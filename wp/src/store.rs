//! PlannerStore - the shared application state and its persistence
//!
//! Owns the three persisted slots (tasks, rsvps, details) as in-memory
//! values backed by a SlotStore. The root controller constructs one
//! instance and the workflows reach it only through these methods; no
//! component holds an independent copy of the data.
//!
//! Every mutation funnels through `commit`, a full re-encode write-through
//! of the affected slot. Swapping in batched or debounced persistence
//! would touch only that one method.

use eyre::Result;
use serde::Serialize;
use slotstore::SlotStore;
use tracing::{debug, info};

use crate::domain::{Attendance, EventDetails, Rsvp, Task};

/// Slot names on disk
const SLOT_TASKS: &str = "tasks";
const SLOT_RSVPS: &str = "rsvps";
const SLOT_DETAILS: &str = "details";

/// Read-only aggregation over the response roster
#[derive(Debug, Clone, Copy, Default, PartialEq, Eq, Serialize)]
#[serde(rename_all = "camelCase")]
pub struct RsvpSummary {
    /// Responses with attending = yes
    pub accepted: usize,
    /// Responses with attending = no
    pub declined: usize,
    /// Responses with attending = maybe
    pub maybe: usize,
    /// Total responses received
    pub responses: usize,
    /// Sum of party sizes among accepted responses
    pub confirmed_guests: u32,
}

/// Shared store over the three persisted record slots
pub struct PlannerStore {
    slots: SlotStore,
    tasks: Vec<Task>,
    rsvps: Vec<Rsvp>,
    details: EventDetails,
}

impl PlannerStore {
    /// Load all three slots, defaulting anything missing or undecodable
    pub fn open(slots: SlotStore) -> Self {
        debug!(dir = ?slots.dir(), "PlannerStore::open: called");
        let tasks: Vec<Task> = slots.load(SLOT_TASKS);
        let rsvps: Vec<Rsvp> = slots.load(SLOT_RSVPS);
        let details: EventDetails = slots.load(SLOT_DETAILS);
        info!(
            tasks = tasks.len(),
            rsvps = rsvps.len(),
            "PlannerStore::open: slots loaded"
        );
        Self {
            slots,
            tasks,
            rsvps,
            details,
        }
    }

    // === Read access ===

    pub fn tasks(&self) -> &[Task] {
        &self.tasks
    }

    pub fn rsvps(&self) -> &[Rsvp] {
        &self.rsvps
    }

    pub fn details(&self) -> &EventDetails {
        &self.details
    }

    /// Aggregate the roster: accept/decline counts and confirmed guests
    pub fn rsvp_summary(&self) -> RsvpSummary {
        let mut summary = RsvpSummary::default();
        for rsvp in &self.rsvps {
            summary.responses += 1;
            match rsvp.attending {
                Attendance::Yes => {
                    summary.accepted += 1;
                    summary.confirmed_guests += rsvp.guests_count;
                }
                Attendance::No => summary.declined += 1,
                Attendance::Maybe => summary.maybe += 1,
            }
        }
        summary
    }

    // === Task mutations ===

    /// Create a task at the head of the list
    pub fn add_task(&mut self, task: Task) -> Result<()> {
        debug!(id = %task.id, title = %task.title, "add_task: called");
        self.tasks.insert(0, task);
        self.commit_tasks()
    }

    /// Flip a task's completion flag; returns false if the id is unknown
    pub fn toggle_task(&mut self, id: &str) -> Result<bool> {
        debug!(%id, "toggle_task: called");
        let Some(task) = self.tasks.iter_mut().find(|t| t.id == id) else {
            debug!(%id, "toggle_task: no such task");
            return Ok(false);
        };
        task.is_completed = !task.is_completed;
        self.commit_tasks()?;
        Ok(true)
    }

    /// Remove a task by id; returns false if the id is unknown
    pub fn delete_task(&mut self, id: &str) -> Result<bool> {
        debug!(%id, "delete_task: called");
        let before = self.tasks.len();
        self.tasks.retain(|t| t.id != id);
        if self.tasks.len() == before {
            return Ok(false);
        }
        self.commit_tasks()?;
        Ok(true)
    }

    /// Insert a generated batch at the head, preserving batch order
    pub fn prepend_tasks(&mut self, batch: Vec<Task>) -> Result<()> {
        debug!(count = batch.len(), "prepend_tasks: called");
        if batch.is_empty() {
            return Ok(());
        }
        self.tasks.splice(0..0, batch);
        self.commit_tasks()
    }

    // === RSVP mutations ===

    /// Append one guest response
    ///
    /// This is the only write path for responses; there is no edit or
    /// delete. The roster is read-only from the planner's side.
    pub fn add_rsvp(&mut self, rsvp: Rsvp) -> Result<()> {
        info!(name = %rsvp.name, attending = %rsvp.attending, "add_rsvp: recording response");
        self.rsvps.push(rsvp);
        self.slots.save(SLOT_RSVPS, &self.rsvps)?;
        Ok(())
    }

    // === Details mutations ===

    /// Replace the whole configuration record and write it through
    ///
    /// Called on every edit keystroke; there is no separate save action.
    pub fn update_details(&mut self, details: EventDetails) -> Result<()> {
        debug!("update_details: called");
        self.details = details;
        self.slots.save(SLOT_DETAILS, &self.details)?;
        Ok(())
    }

    fn commit_tasks(&mut self) -> Result<()> {
        self.slots.save(SLOT_TASKS, &self.tasks)?;
        Ok(())
    }
}

#[cfg(test)]
mod tests {
    use super::*;
    use crate::domain::TaskCategory;
    use tempfile::TempDir;

    fn open_store(dir: &TempDir) -> PlannerStore {
        PlannerStore::open(SlotStore::open(dir.path()).unwrap())
    }

    #[test]
    fn test_add_toggle_delete_net_effect() {
        let dir = TempDir::new().unwrap();
        let mut store = open_store(&dir);

        let a = Task::new("a");
        let b = Task::new("b");
        let a_id = a.id.clone();
        let b_id = b.id.clone();

        store.add_task(a).unwrap();
        store.add_task(b).unwrap();
        // Most recently added first
        assert_eq!(store.tasks()[0].id, b_id);

        assert!(store.toggle_task(&a_id).unwrap());
        assert!(store.tasks().iter().find(|t| t.id == a_id).unwrap().is_completed);

        // Toggling twice returns the original state
        assert!(store.toggle_task(&a_id).unwrap());
        assert!(!store.tasks().iter().find(|t| t.id == a_id).unwrap().is_completed);

        assert!(store.delete_task(&b_id).unwrap());
        assert!(!store.delete_task(&b_id).unwrap());
        assert_eq!(store.tasks().len(), 1);
        assert_eq!(store.tasks()[0].id, a_id);
    }

    #[test]
    fn test_toggle_unknown_id_is_noop() {
        let dir = TempDir::new().unwrap();
        let mut store = open_store(&dir);
        assert!(!store.toggle_task("nope").unwrap());
    }

    #[test]
    fn test_prepend_batch_lands_at_head_in_order() {
        let dir = TempDir::new().unwrap();
        let mut store = open_store(&dir);

        store.add_task(Task::new("existing")).unwrap();
        let batch = vec![Task::new("first"), Task::new("second")];
        store.prepend_tasks(batch).unwrap();

        let titles: Vec<&str> = store.tasks().iter().map(|t| t.title.as_str()).collect();
        assert_eq!(titles, vec!["first", "second", "existing"]);
    }

    #[test]
    fn test_rsvp_summary_aggregation() {
        let dir = TempDir::new().unwrap();
        let mut store = open_store(&dir);

        store
            .add_rsvp(Rsvp::new("A", "a@example.com", Attendance::Yes, 2))
            .unwrap();
        store
            .add_rsvp(Rsvp::new("B", "b@example.com", Attendance::Yes, 1))
            .unwrap();
        store
            .add_rsvp(Rsvp::new("C", "c@example.com", Attendance::No, 1))
            .unwrap();
        store
            .add_rsvp(Rsvp::new("D", "d@example.com", Attendance::Maybe, 1))
            .unwrap();

        let summary = store.rsvp_summary();
        assert_eq!(summary.accepted, 2);
        assert_eq!(summary.declined, 1);
        assert_eq!(summary.maybe, 1);
        assert_eq!(summary.responses, 4);
        assert_eq!(summary.confirmed_guests, 3);
    }

    #[test]
    fn test_mutations_persist_across_reopen() {
        let dir = TempDir::new().unwrap();

        {
            let mut store = open_store(&dir);
            store
                .add_task(Task::new("Book venue").with_category(TaskCategory::Ceremony))
                .unwrap();
            store
                .add_rsvp(Rsvp::new("Jane Doe", "jane@example.com", Attendance::Yes, 2))
                .unwrap();
            let mut details = store.details().clone();
            details.our_story = "Met hiking.".to_string();
            store.update_details(details).unwrap();
        }

        let store = open_store(&dir);
        assert_eq!(store.tasks().len(), 1);
        assert_eq!(store.tasks()[0].category, TaskCategory::Ceremony);
        assert_eq!(store.rsvps().len(), 1);
        assert_eq!(store.rsvps()[0].name, "Jane Doe");
        assert_eq!(store.details().our_story, "Met hiking.");
    }

    #[test]
    fn test_first_open_uses_defaults() {
        let dir = TempDir::new().unwrap();
        let store = open_store(&dir);
        assert!(store.tasks().is_empty());
        assert!(store.rsvps().is_empty());
        assert_eq!(store.details(), &EventDetails::default());
    }
}
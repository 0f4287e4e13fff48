//! Generative content client for wedplan
//!
//! The only outbound network interface of the application. Provides a
//! narrow request/response contract: free-form text generation and
//! schema-constrained JSON generation.

use std::sync::Arc;

use tracing::debug;

pub mod client;
mod error;
mod gemini;

pub use client::LlmClient;
pub use error::LlmError;
pub use gemini::GeminiClient;

use crate::config::LlmConfig;

/// Create an LLM client based on the provider specified in config
pub fn create_client(config: &LlmConfig) -> Result<Arc<dyn LlmClient>, LlmError> {
    debug!(provider = %config.provider, model = %config.model, "create_client: called");
    match config.provider.as_str() {
        "gemini" => {
            debug!("create_client: creating Gemini client");
            Ok(Arc::new(GeminiClient::from_config(config)?))
        }
        other => {
            debug!(provider = %other, "create_client: unknown provider");
            Err(LlmError::InvalidResponse(format!(
                "Unknown LLM provider: '{}'. Supported: gemini",
                other
            )))
        }
    }
}
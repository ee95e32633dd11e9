//! Cart error taxonomy

use super::codes::ErrorCode;
use crate::order::CartStatus;
use thiserror::Error;

/// Errors returned by cart operations
///
/// Every failing operation leaves the cart exactly as it was.
#[derive(Debug, Clone, PartialEq, Eq, Error)]
pub enum CartError {
    /// Operation attempted outside the `Open` state
    #[error("cart is {status}, operation requires an open cart")]
    InvalidState { status: CartStatus },

    /// Confirm attempted with no lines
    #[error("cannot confirm an empty order")]
    EmptyOrder,

    /// No line with the given catalog item id
    #[error("line item not found: {0}")]
    NotFound(i64),
}

impl CartError {
    pub fn code(&self) -> ErrorCode {
        match self {
            CartError::InvalidState { .. } => ErrorCode::OrderInvalidState,
            CartError::EmptyOrder => ErrorCode::OrderEmpty,
            CartError::NotFound(_) => ErrorCode::OrderItemNotFound,
        }
    }
}
//! Error system for the POS front-of-house
//!
//! - [`ErrorCode`]: numeric codes shared with the UI
//! - [`ErrorCategory`]: classification by code range
//! - [`CartError`]: the cart operation failures
//!
//! # Example
//!
//! ```
//! use shared::error::{CartError, ErrorCategory, ErrorCode};
//!
//! let err = CartError::EmptyOrder;
//! assert_eq!(err.code(), ErrorCode::OrderEmpty);
//! assert_eq!(ErrorCategory::from(err.code()), ErrorCategory::Order);
//! ```

mod cart;
mod category;
mod codes;

pub use cart::CartError;
pub use category::ErrorCategory;
pub use codes::{ErrorCode, InvalidErrorCode};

+-------+

DIRECTIONS> Write out exactly the lines from the line with "with the UI" to the close of the listing above, including both of those lines.

RESULT BELOW>
//! - [`ErrorCode`]: numeric codes shared with the UI
//! - [`ErrorCategory`]: classification by code range
//! - [`CartError`]: the cart operation failures
//!
//! # Example
//!
//! ```
//! use shared::error::{CartError, ErrorCategory, ErrorCode};
//!
//! let err = CartError::EmptyOrder;
//! assert_eq!(err.code(), ErrorCode::OrderEmpty);
//! assert_eq!(ErrorCategory::from(err.code()), ErrorCategory::Order);
//! ```

mod cart;
mod category;
mod codes;

pub use cart::CartError;
pub use category::ErrorCategory;
pub use codes::{ErrorCode, InvalidErrorCode};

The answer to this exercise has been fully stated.